> **REQUIRED WORK**: Transcribe the records word for word, beginning with the first line and ending with the line that contains "let mut board = Board::new();"; include nothing else.

::: DATA FOR REVIEW

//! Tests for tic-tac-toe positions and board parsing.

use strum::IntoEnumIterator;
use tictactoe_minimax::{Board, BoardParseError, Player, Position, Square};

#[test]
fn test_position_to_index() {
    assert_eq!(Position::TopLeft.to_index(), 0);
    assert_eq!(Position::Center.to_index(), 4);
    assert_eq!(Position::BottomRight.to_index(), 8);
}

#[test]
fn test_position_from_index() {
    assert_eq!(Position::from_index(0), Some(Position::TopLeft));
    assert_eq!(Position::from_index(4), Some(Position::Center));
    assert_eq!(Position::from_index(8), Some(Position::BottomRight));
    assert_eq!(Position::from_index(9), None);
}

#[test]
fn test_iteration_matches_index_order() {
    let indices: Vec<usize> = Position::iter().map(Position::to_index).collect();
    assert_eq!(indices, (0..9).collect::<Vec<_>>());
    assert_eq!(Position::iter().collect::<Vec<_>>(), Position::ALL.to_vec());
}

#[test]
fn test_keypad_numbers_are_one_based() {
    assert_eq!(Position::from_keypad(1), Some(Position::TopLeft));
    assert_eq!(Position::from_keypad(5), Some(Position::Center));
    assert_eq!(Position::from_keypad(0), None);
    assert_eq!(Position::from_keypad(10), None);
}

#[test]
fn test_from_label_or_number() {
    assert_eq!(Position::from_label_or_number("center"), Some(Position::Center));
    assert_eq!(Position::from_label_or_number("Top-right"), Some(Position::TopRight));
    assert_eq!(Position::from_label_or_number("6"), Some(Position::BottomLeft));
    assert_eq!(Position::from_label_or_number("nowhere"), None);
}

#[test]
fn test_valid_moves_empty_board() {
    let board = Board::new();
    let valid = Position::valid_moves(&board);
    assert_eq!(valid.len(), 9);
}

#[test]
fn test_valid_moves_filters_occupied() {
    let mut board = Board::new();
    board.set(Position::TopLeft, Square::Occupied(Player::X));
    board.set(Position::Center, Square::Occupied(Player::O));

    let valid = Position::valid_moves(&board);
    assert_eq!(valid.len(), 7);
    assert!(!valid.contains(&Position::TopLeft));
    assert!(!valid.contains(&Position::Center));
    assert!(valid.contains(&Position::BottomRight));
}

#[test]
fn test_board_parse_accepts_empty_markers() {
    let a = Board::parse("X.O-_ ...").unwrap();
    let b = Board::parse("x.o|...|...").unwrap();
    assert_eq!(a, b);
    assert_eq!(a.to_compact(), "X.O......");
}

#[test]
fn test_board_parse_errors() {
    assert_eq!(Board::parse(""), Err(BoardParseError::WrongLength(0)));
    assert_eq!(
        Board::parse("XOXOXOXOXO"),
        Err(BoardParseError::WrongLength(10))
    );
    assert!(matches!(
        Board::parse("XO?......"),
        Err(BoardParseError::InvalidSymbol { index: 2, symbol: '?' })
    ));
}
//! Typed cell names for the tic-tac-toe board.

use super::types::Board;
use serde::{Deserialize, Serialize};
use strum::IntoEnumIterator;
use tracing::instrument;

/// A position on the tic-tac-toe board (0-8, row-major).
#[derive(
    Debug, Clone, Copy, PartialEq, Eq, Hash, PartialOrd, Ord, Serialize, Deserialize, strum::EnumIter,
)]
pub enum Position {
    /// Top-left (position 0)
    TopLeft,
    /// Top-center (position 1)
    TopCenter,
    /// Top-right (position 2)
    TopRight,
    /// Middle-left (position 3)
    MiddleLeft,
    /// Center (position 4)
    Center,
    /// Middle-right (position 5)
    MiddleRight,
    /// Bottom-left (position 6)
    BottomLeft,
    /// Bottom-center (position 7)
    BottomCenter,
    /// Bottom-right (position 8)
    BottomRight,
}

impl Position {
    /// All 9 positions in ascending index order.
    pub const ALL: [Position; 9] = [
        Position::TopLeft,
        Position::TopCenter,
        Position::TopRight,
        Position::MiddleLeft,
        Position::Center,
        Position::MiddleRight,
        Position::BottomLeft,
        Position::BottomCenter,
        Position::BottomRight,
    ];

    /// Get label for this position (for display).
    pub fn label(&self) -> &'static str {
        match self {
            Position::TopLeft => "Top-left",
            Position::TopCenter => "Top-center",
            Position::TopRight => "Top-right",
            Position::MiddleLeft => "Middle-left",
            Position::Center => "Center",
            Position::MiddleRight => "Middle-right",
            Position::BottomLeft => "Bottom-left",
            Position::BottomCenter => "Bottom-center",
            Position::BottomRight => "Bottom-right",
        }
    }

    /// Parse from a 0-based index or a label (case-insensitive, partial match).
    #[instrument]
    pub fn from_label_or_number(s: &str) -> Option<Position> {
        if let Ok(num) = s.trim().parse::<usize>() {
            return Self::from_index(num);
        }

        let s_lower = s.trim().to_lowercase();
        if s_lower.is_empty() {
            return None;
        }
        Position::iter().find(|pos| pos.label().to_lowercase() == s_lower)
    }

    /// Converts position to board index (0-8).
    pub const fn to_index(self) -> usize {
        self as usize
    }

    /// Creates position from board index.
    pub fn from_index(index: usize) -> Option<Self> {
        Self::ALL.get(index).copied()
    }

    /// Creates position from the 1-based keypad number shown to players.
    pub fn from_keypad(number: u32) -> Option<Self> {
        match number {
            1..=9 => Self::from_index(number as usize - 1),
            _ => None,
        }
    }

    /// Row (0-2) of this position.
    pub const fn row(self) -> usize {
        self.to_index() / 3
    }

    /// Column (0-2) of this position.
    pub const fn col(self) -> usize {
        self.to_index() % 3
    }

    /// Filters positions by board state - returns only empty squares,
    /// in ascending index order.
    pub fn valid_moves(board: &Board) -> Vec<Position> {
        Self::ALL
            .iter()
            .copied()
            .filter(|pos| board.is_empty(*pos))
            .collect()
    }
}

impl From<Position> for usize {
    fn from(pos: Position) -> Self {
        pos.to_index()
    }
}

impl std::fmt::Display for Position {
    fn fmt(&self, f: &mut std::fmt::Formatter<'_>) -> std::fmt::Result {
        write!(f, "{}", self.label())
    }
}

::::::

> **ANSWER BELOW**:
//! Tests for tic-tac-toe positions and board parsing.

use strum::IntoEnumIterator;
use tictactoe_minimax::{Board, BoardParseError, Player, Position, Square};

#[test]
fn test_position_to_index() {
    assert_eq!(Position::TopLeft.to_index(), 0);
    assert_eq!(Position::Center.to_index(), 4);
    assert_eq!(Position::BottomRight.to_index(), 8);
}

#[test]
fn test_position_from_index() {
    assert_eq!(Position::from_index(0), Some(Position::TopLeft));
    assert_eq!(Position::from_index(4), Some(Position::Center));
    assert_eq!(Position::from_index(8), Some(Position::BottomRight));
    assert_eq!(Position::from_index(9), None);
}

#[test]
fn test_iteration_matches_index_order() {
    let indices: Vec<usize> = Position::iter().map(Position::to_index).collect();
    assert_eq!(indices, (0..9).collect::<Vec<_>>());
    assert_eq!(Position::iter().collect::<Vec<_>>(), Position::ALL.to_vec());
}

#[test]
fn test_keypad_numbers_are_one_based() {
    assert_eq!(Position::from_keypad(1), Some(Position::TopLeft));
    assert_eq!(Position::from_keypad(5), Some(Position::Center));
    assert_eq!(Position::from_keypad(0), None);
    assert_eq!(Position::from_keypad(10), None);
}

#[test]
fn test_from_label_or_number() {
    assert_eq!(Position::from_label_or_number("center"), Some(Position::Center));
    assert_eq!(Position::from_label_or_number("Top-right"), Some(Position::TopRight));
    assert_eq!(Position::from_label_or_number("6"), Some(Position::BottomLeft));
    assert_eq!(Position::from_label_or_number("nowhere"), None);
}

#[test]
fn test_valid_moves_empty_board() {
    let board = Board::new();
    let valid = Position::valid_moves(&board);
    assert_eq!(valid.len(), 9);
}

#[test]
fn test_valid_moves_filters_occupied() {
    let mut board = Board::new();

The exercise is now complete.